[Collected data entries]
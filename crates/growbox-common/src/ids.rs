//! ID types for plants, growboxes and shop items.

use serde::{Deserialize, Serialize};

/// Unique identifier for a plant instance.
///
/// Plant ids are strings so presentation layers can key their views on them
/// directly. Ids minted by a growbox embed the growbox id and a per-growbox
/// sequence number, which keeps them unique across one session.
#[derive(Debug, Clone, PartialEq, Eq, PartialOrd, Ord, Hash, Serialize, Deserialize)]
#[serde(transparent)]
pub struct PlantId(String);

impl PlantId {
    /// Creates a plant id from an arbitrary string.
    #[must_use]
    pub fn new(id: impl Into<String>) -> Self {
        Self(id.into())
    }

    /// Mints the id of the `sequence`-th plant planted in `growbox`.
    #[must_use]
    pub fn sequenced(growbox: GrowboxId, sequence: u64) -> Self {
        Self(format!("{growbox}-plant_{sequence}"))
    }

    /// Returns the id as a string slice.
    #[must_use]
    pub fn as_str(&self) -> &str {
        &self.0
    }
}

impl std::fmt::Display for PlantId {
    fn fmt(&self, f: &mut std::fmt::Formatter<'_>) -> std::fmt::Result {
        f.write_str(&self.0)
    }
}

impl From<&str> for PlantId {
    fn from(value: &str) -> Self {
        Self::new(value)
    }
}

/// Unique identifier for a growbox owned by the player.
#[derive(Debug, Clone, Copy, PartialEq, Eq, PartialOrd, Ord, Hash, Serialize, Deserialize)]
#[serde(transparent)]
pub struct GrowboxId(u32);

impl GrowboxId {
    /// Creates a growbox ID from a raw value.
    #[must_use]
    pub const fn new(id: u32) -> Self {
        Self(id)
    }

    /// Returns the raw ID value.
    #[must_use]
    pub const fn raw(self) -> u32 {
        self.0
    }

    /// The growbox every new session starts with.
    pub const STARTER: Self = Self(1);
}

impl std::fmt::Display for GrowboxId {
    fn fmt(&self, f: &mut std::fmt::Formatter<'_>) -> std::fmt::Result {
        write!(f, "gb_{}", self.0)
    }
}

/// Identifier of a shop catalog entry (`"pro_led"`, `"tomato_seeds"`, ...).
#[derive(Debug, Clone, PartialEq, Eq, PartialOrd, Ord, Hash, Serialize, Deserialize)]
#[serde(transparent)]
pub struct ItemId(String);

impl ItemId {
    /// Creates an item id.
    #[must_use]
    pub fn new(id: impl Into<String>) -> Self {
        Self(id.into())
    }

    /// Returns the id as a string slice.
    #[must_use]
    pub fn as_str(&self) -> &str {
        &self.0
    }
}

impl std::fmt::Display for ItemId {
    fn fmt(&self, f: &mut std::fmt::Formatter<'_>) -> std::fmt::Result {
        f.write_str(&self.0)
    }
}

impl From<&str> for ItemId {
    fn from(value: &str) -> Self {
        Self::new(value)
    }
}
//! Growbox equipment and its effects.
//!
//! Each growbox has one mounting point per [`EquipmentSlot`]. Only growth
//! effects change the simulation: the installed loadout is the growbox's
//! default [`GrowthRate`]. Yield, health and water-retention effects are
//! carried for display.

use growbox_common::ItemId;
use serde::{Deserialize, Serialize};
use std::collections::BTreeMap;

use crate::plants::{GrowthRate, Plant, BASE_RATE_PERCENT};

/// Mounting point in a growbox.
#[derive(Debug, Clone, Copy, PartialEq, Eq, PartialOrd, Ord, Hash, Serialize, Deserialize)]
#[serde(rename_all = "lowercase")]
pub enum EquipmentSlot {
    /// Grow lamp.
    Lamp,
    /// Air filter.
    Filter,
    /// Exhaust fan.
    Fan,
    /// Air conditioning.
    Ac,
    /// Soil or growing medium.
    Soil,
    /// Water pump.
    Pump,
}

/// Effect of a piece of equipment.
#[derive(Debug, Clone, Copy, PartialEq, Eq, Hash, Serialize, Deserialize)]
#[serde(rename_all = "snake_case")]
pub enum EquipmentEffect {
    /// Growth speed bonus in percent.
    Growth(u32),
    /// Yield bonus in percent.
    Yield(u32),
    /// Plant health bonus in percent.
    Health(u32),
    /// Water retention bonus in percent.
    WaterRetention(u32),
    /// Automatic watering.
    AutoWater,
    /// No bonus.
    Standard,
}

impl EquipmentEffect {
    /// Growth bonus in percent (0 for non-growth effects).
    #[must_use]
    pub fn growth_percent(self) -> u32 {
        match self {
            Self::Growth(percent) => percent,
            _ => 0,
        }
    }
}

impl std::fmt::Display for EquipmentEffect {
    fn fmt(&self, f: &mut std::fmt::Formatter<'_>) -> std::fmt::Result {
        match self {
            Self::Growth(p) => write!(f, "+{p}% growth"),
            Self::Yield(p) => write!(f, "+{p}% yield"),
            Self::Health(p) => write!(f, "+{p}% health"),
            Self::WaterRetention(p) => write!(f, "+{p}% water retention"),
            Self::AutoWater => f.write_str("Auto watering"),
            Self::Standard => f.write_str("Standard growth"),
        }
    }
}

/// A piece of equipment that can be installed in a growbox.
#[derive(Debug, Clone, PartialEq, Eq, Serialize, Deserialize)]
pub struct Equipment {
    /// Shop item this equipment comes from.
    pub item: ItemId,
    /// Display name.
    pub name: String,
    /// Where it mounts.
    pub slot: EquipmentSlot,
    /// What it does.
    pub effect: EquipmentEffect,
}

/// Equipment installed in one growbox, at most one per slot.
#[derive(Debug, Clone, Default, PartialEq, Eq, Serialize, Deserialize)]
pub struct Loadout {
    installed: BTreeMap<EquipmentSlot, Equipment>,
}

impl Loadout {
    /// Creates an empty loadout.
    #[must_use]
    pub fn new() -> Self {
        Self::default()
    }

    /// Installs equipment, returning whatever occupied the slot before.
    pub fn install(&mut self, equipment: Equipment) -> Option<Equipment> {
        self.installed.insert(equipment.slot, equipment)
    }

    /// Removes the equipment in a slot.
    pub fn remove(&mut self, slot: EquipmentSlot) -> Option<Equipment> {
        self.installed.remove(&slot)
    }

    /// Equipment in a slot.
    #[must_use]
    pub fn get(&self, slot: EquipmentSlot) -> Option<&Equipment> {
        self.installed.get(&slot)
    }

    /// Checks if a shop item is installed here.
    #[must_use]
    pub fn contains(&self, item: &ItemId) -> bool {
        self.installed.values().any(|e| &e.item == item)
    }

    /// Iterates installed equipment in slot order.
    pub fn iter(&self) -> impl Iterator<Item = &Equipment> + '_ {
        self.installed.values()
    }

    /// Sum of growth bonuses, in percent.
    #[must_use]
    pub fn growth_bonus_percent(&self) -> u32 {
        self.installed
            .values()
            .map(|e| e.effect.growth_percent())
            .fold(0, u32::saturating_add)
    }
}

impl GrowthRate for Loadout {
    fn percent(&self, _plant: &Plant) -> u32 {
        BASE_RATE_PERCENT.saturating_add(self.growth_bonus_percent())
    }
}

■ **Action item**
Using the records above, filter out every line that lacks the string "const" and copy the rest.

■ **The completed task**
    pub const fn new(id: u32) -> Self {
    pub const fn raw(self) -> u32 {
    pub const STARTER: Self = Self(1);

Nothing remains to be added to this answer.